When I told you, a few days later, that I had been trying to break up with you that night, you said this: clearly, the fairies had intervened. They burned the house in order to keep us together. You nearly convinced me. You also nearly convinced me that we should not only get married, but have a cowboy-themed wedding. I guess I was exhausted, too tired to argue or resist, and so went along with it for a while. This is the part I can’t tell, the part where fatigue seemed to lead to something real. Something that still won’t entirely leave me alone, that makes me feel like I lost my bard, like I’m doomed to shout my own pointless story into empty space for all time. Maybe it was the fucking fairies. I don’t know. Whatever it was, it was no match for the expired visa that sent me home. After that, it wasn’t long before I dumped you over the phone.
.:.
If there is an opposite to “running into a burning building” it must be “breaking up over the phone.” These acts would work well as prototypes for heroism and cowardice, respectively, the two extremes of a spectrum. You pointed that out, in fact, during our last conversation. Not in so many words, but however you said it, you were right.

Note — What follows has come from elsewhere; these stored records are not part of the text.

//! Doctor profile entity

use serde::{Deserialize, Serialize};

use crate::domain::user::UserId;

/// Medical credentials attached 1:1 to a DOCTOR user
#[derive(Debug, Clone, PartialEq, Eq, Serialize, Deserialize)]
pub struct DoctorProfile {
    user_id: UserId,
    license_number: String,
    specialization: String,
}

impl DoctorProfile {
    pub fn new(
        user_id: UserId,
        license_number: impl Into<String>,
        specialization: impl Into<String>,
    ) -> Self {
        Self {
            user_id,
            license_number: license_number.into(),
            specialization: specialization.into(),
        }
    }

    pub fn user_id(&self) -> &UserId {
        &self.user_id
    }

    pub fn license_number(&self) -> &str {
        &self.license_number
    }

    pub fn specialization(&self) -> &str {
        &self.specialization
    }
}

/// Field changes for an upsert; `None` keeps the stored value
#[derive(Debug, Clone, Default, PartialEq, Eq)]
pub struct DoctorProfileChanges {
    pub license_number: Option<String>,
    pub specialization: Option<String>,
}

impl DoctorProfileChanges {
    /// Build changes from request input, treating empty strings as not supplied
    pub fn from_input(license_number: Option<String>, specialization: Option<String>) -> Self {
        Self {
            license_number: license_number.filter(|v| !v.trim().is_empty()),
            specialization: specialization.filter(|v| !v.trim().is_empty()),
        }
    }

    /// Both fields present, as required when a doctor account is first created
    pub fn is_complete(&self) -> bool {
        self.license_number.is_some() && self.specialization.is_some()
    }

    /// Merge onto an existing profile, or create one with empty placeholders
    pub fn apply(self, user_id: &UserId, existing: Option<&DoctorProfile>) -> DoctorProfile {
        let license_number = self
            .license_number
            .or_else(|| existing.map(|p| p.license_number.clone()))
            .unwrap_or_default();
        let specialization = self
            .specialization
            .or_else(|| existing.map(|p| p.specialization.clone()))
            .unwrap_or_default();

        DoctorProfile::new(user_id.clone(), license_number, specialization)
    }
}

#[cfg(test)]
mod tests {
    use super::*;

    fn existing(user_id: &UserId) -> DoctorProfile {
        DoctorProfile::new(user_id.clone(), "LIC-001", "Retina")
    }

    #[test]
    fn test_apply_creates_with_placeholders() {
        let user_id = UserId::generate();
        let profile = DoctorProfileChanges::default().apply(&user_id, None);

        assert_eq!(profile.user_id(), &user_id);
        assert_eq!(profile.license_number(), "");
        assert_eq!(profile.specialization(), "");
    }

    #[test]
    fn test_apply_keeps_unsupplied_fields() {
        let user_id = UserId::generate();
        let current = existing(&user_id);
        let changes = DoctorProfileChanges {
            license_number: None,
            specialization: Some("Glaucoma".to_string()),
        };

        let profile = changes.apply(&user_id, Some(&current));

        assert_eq!(profile.license_number(), "LIC-001");
        assert_eq!(profile.specialization(), "Glaucoma");
    }

    #[test]
    fn test_from_input_drops_empty_values() {
        let changes = DoctorProfileChanges::from_input(Some("".to_string()), Some("Cornea".to_string()));

        assert!(changes.license_number.is_none());
        assert_eq!(changes.specialization.as_deref(), Some("Cornea"));
        assert!(!changes.is_complete());
    }
}
//! Role domain
//!
//! The fixed set of staff roles and the read-only directory used to resolve them.

mod entity;
mod repository;

pub use entity::{Role, RoleId, RoleName};
pub use repository::RoleRepository;
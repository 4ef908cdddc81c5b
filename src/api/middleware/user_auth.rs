//! User authentication using JWT bearer tokens

use axum::{
    extract::FromRequestParts,
    http::{header, request::Parts, HeaderMap},
};
use tracing::debug;

use crate::api::state::AppState;
use crate::api::types::ApiError;
use crate::domain::{DomainError, User};

/// Extractor that requires a valid session token
///
/// The token is read from `Authorization: Bearer <jwt>`. The user is loaded
/// fresh on every request, so role changes and deletions take effect before
/// the token expires.
#[derive(Debug, Clone)]
pub struct RequireUser(pub User);

impl FromRequestParts<AppState> for RequireUser {
    type Rejection = ApiError;

    async fn from_request_parts(
        parts: &mut Parts,
        state: &AppState,
    ) -> Result<Self, Self::Rejection> {
        let token = extract_jwt_token(&parts.headers)?;

        let claims = state
            .jwt_service
            .validate(&token)
            .map_err(|_| ApiError::unauthorized("Invalid or expired token"))?;

        let user = match state.user_service.get(claims.user_id()).await {
            Ok(user) => user,
            Err(DomainError::NotFound { .. }) => {
                return Err(ApiError::unauthorized("User no longer exists"));
            }
            Err(err) => return Err(ApiError::from(err)),
        };

        debug!(user_id = %user.id(), role = %user.role_name(), "Authenticated request");

        Ok(RequireUser(user))
    }
}

/// Extract the bearer token from the Authorization header
pub fn extract_jwt_token(headers: &HeaderMap) -> Result<String, ApiError> {
    let token = headers
        .get(header::AUTHORIZATION)
        .and_then(|value| value.to_str().ok())
        .and_then(|value| value.strip_prefix("Bearer "))
        .map(str::trim)
        .filter(|token| !token.is_empty());

    token.map(String::from).ok_or_else(|| {
        ApiError::unauthorized("Authentication required. Provide 'Authorization: Bearer <token>'")
    })
}
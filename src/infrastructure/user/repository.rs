//! In-memory user repository implementation

use async_trait::async_trait;
use std::collections::HashMap;
use std::sync::atomic::{AtomicBool, Ordering};
use std::sync::Arc;
use tokio::sync::{OwnedRwLockWriteGuard, RwLock};
use tracing::warn;

use crate::domain::doctor::{DoctorProfile, DoctorProfileChanges, DoctorProfileStore};
use crate::domain::user::{User, UserId, UserRecord, UserRepository, UserTransaction};
use crate::domain::DomainError;

/// Combine a stored user row with its doctor profile row
///
/// A profile left behind for a non-doctor user is ignored; a doctor without
/// a profile is reported as an internal inconsistency.
pub(crate) fn assemble_user(
    record: UserRecord,
    doctor: Option<DoctorProfile>,
) -> Result<User, DomainError> {
    let id = record.id.clone();
    let doctor = match doctor {
        Some(_) if !record.role_name.is_doctor() => {
            warn!(user_id = %id, role = %record.role_name, "Ignoring doctor profile on non-doctor user");
            None
        }
        other => other,
    };

    User::from_record(record, doctor)
        .map_err(|e| DomainError::internal(format!("Inconsistent user '{}': {}", id, e)))
}

#[derive(Debug, Clone, Default)]
struct UserTables {
    users: HashMap<UserId, UserRecord>,
    doctors: HashMap<UserId, DoctorProfile>,
}

impl UserTables {
    fn user(&self, id: &UserId) -> Result<Option<User>, DomainError> {
        match self.users.get(id) {
            Some(record) => assemble_user(record.clone(), self.doctors.get(id).cloned()).map(Some),
            None => Ok(None),
        }
    }

    /// Unique checks on username and email, ignoring the row being written
    fn check_unique(&self, record: &UserRecord) -> Result<(), DomainError> {
        for other in self.users.values().filter(|u| u.id != record.id) {
            if other.username == record.username {
                return Err(DomainError::conflict("This username is already registered."));
            }
            if other.email == record.email {
                return Err(DomainError::conflict("This email is already registered."));
            }
        }

        Ok(())
    }
}

/// In-memory implementation of UserRepository
///
/// A transaction holds the write lock for its whole lifetime and works on a
/// copy of the tables, which replaces the live tables on commit.
#[derive(Debug, Clone, Default)]
pub struct InMemoryUserRepository {
    tables: Arc<RwLock<UserTables>>,
    fail_doctor_writes: Arc<AtomicBool>,
}

impl InMemoryUserRepository {
    /// Create a new empty repository
    pub fn new() -> Self {
        Self::default()
    }

    /// Make every subsequent doctor profile write fail with a storage error
    pub fn fail_doctor_writes(&self, fail: bool) {
        self.fail_doctor_writes.store(fail, Ordering::SeqCst);
    }
}

#[async_trait]
impl UserRepository for InMemoryUserRepository {
    async fn get(&self, id: &UserId) -> Result<Option<User>, DomainError> {
        let tables = self.tables.read().await;
        tables.user(id)
    }

    async fn get_by_username(&self, username: &str) -> Result<Option<User>, DomainError> {
        let tables = self.tables.read().await;

        match tables.users.values().find(|u| u.username == username) {
            Some(record) => tables.user(&record.id),
            None => Ok(None),
        }
    }

    async fn list(&self) -> Result<Vec<User>, DomainError> {
        let tables = self.tables.read().await;

        let mut records: Vec<&UserRecord> = tables.users.values().collect();
        records.sort_by(|a, b| a.full_name.cmp(&b.full_name));

        records
            .into_iter()
            .map(|record| assemble_user(record.clone(), tables.doctors.get(&record.id).cloned()))
            .collect()
    }

    async fn count(&self) -> Result<usize, DomainError> {
        Ok(self.tables.read().await.users.len())
    }

    async fn doctor_profile(&self, user_id: &UserId) -> Result<Option<DoctorProfile>, DomainError> {
        Ok(self.tables.read().await.doctors.get(user_id).cloned())
    }

    async fn begin(&self) -> Result<Box<dyn UserTransaction>, DomainError> {
        let guard = Arc::clone(&self.tables).write_owned().await;
        let staged = (*guard).clone();

        Ok(Box::new(InMemoryUserTransaction {
            guard,
            staged,
            fail_doctor_writes: self.fail_doctor_writes.load(Ordering::SeqCst),
            committed: false,
        }))
    }
}

struct InMemoryUserTransaction {
    guard: OwnedRwLockWriteGuard<UserTables>,
    staged: UserTables,
    fail_doctor_writes: bool,
    committed: bool,
}

impl InMemoryUserTransaction {
    fn ensure_open(&self) -> Result<(), DomainError> {
        if self.committed {
            return Err(DomainError::internal("Transaction already committed"));
        }
        Ok(())
    }
}

#[async_trait]
impl DoctorProfileStore for InMemoryUserTransaction {
    async fn upsert(
        &mut self,
        user_id: &UserId,
        changes: DoctorProfileChanges,
    ) -> Result<DoctorProfile, DomainError> {
        self.ensure_open()?;

        if self.fail_doctor_writes {
            return Err(DomainError::storage("Failed to write doctor profile"));
        }
        if !self.staged.users.contains_key(user_id) {
            return Err(DomainError::not_found(format!("User '{}' not found", user_id)));
        }

        let profile = changes.apply(user_id, self.staged.doctors.get(user_id));
        self.staged.doctors.insert(user_id.clone(), profile.clone());

        Ok(profile)
    }

    async fn delete_by_user(&mut self, user_id: &UserId) -> Result<bool, DomainError> {
        self.ensure_open()?;

        if self.fail_doctor_writes {
            return Err(DomainError::storage("Failed to delete doctor profile"));
        }

        Ok(self.staged.doctors.remove(user_id).is_some())
    }

    async fn get_by_user(&mut self, user_id: &UserId) -> Result<Option<DoctorProfile>, DomainError> {
        self.ensure_open()?;
        Ok(self.staged.doctors.get(user_id).cloned())
    }
}

#[async_trait]
impl UserTransaction for InMemoryUserTransaction {
    async fn get_user(&mut self, id: &UserId) -> Result<Option<User>, DomainError> {
        self.ensure_open()?;
        self.staged.user(id)
    }

    async fn insert_user(&mut self, user: &User) -> Result<(), DomainError> {
        self.ensure_open()?;

        let record = user.to_record();
        if self.staged.users.contains_key(&record.id) {
            return Err(DomainError::conflict(format!(
                "User with ID '{}' already exists",
                record.id
            )));
        }
        self.staged.check_unique(&record)?;

        self.staged.users.insert(record.id.clone(), record);
        Ok(())
    }

    async fn update_user(&mut self, user: &User) -> Result<(), DomainError> {
        self.ensure_open()?;

        let record = user.to_record();
        if !self.staged.users.contains_key(&record.id) {
            return Err(DomainError::not_found(format!("User '{}' not found", record.id)));
        }
        self.staged.check_unique(&record)?;

        self.staged.users.insert(record.id.clone(), record);
        Ok(())
    }

    async fn delete_user(&mut self, id: &UserId) -> Result<bool, DomainError> {
        self.ensure_open()?;

        // Cascades to the doctor profile
        self.staged.doctors.remove(id);
        Ok(self.staged.users.remove(id).is_some())
    }

    async fn commit(&mut self) -> Result<(), DomainError> {
        self.ensure_open()?;

        *self.guard = std::mem::take(&mut self.staged);
        self.committed = true;
        Ok(())
    }
}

See, here’s the thing: it's not a matter of being a hero or not. To call a person that, to expect oneself to be that, is a fallacy. Odysseus wins the war and defeats monsters only to come home and slaughter the unarmed suitors in an unfair fight. Heroism isn't a personality trait like being outgoing or thoughtful; it’s not something that you consistently are. Maybe you feel like it for an instant, a moment, an occasion that you happen to rise to, followed by another occasion to rise to or not, then another, then another. Nobody is heroic at every opportunity, and anybody can get lucky by choosing the right moment in a million, the one that people might notice and remember. I guess I didn’t realize that in my old dreams of parades and keys to the city. I would have been thrilled to know that, one day, I would run into a burning building. I would feel vindicated, in a way, like in a single deed I held undeniable proof of a simple fact that I wanted people to recognize: that I was a decent person. It’s clear to me now, though, that this version of heroism is kind of a sham—or at least that it’s the easier of the two options. The harder option, the one at which I regularly fail, is to rise to the occasion of each day, to live it with kindness and integrity and patience. And to let go of the desire to be recognized for it. I know people who do that, and they astound me. You and I really ought to find ourselves some people like that, love.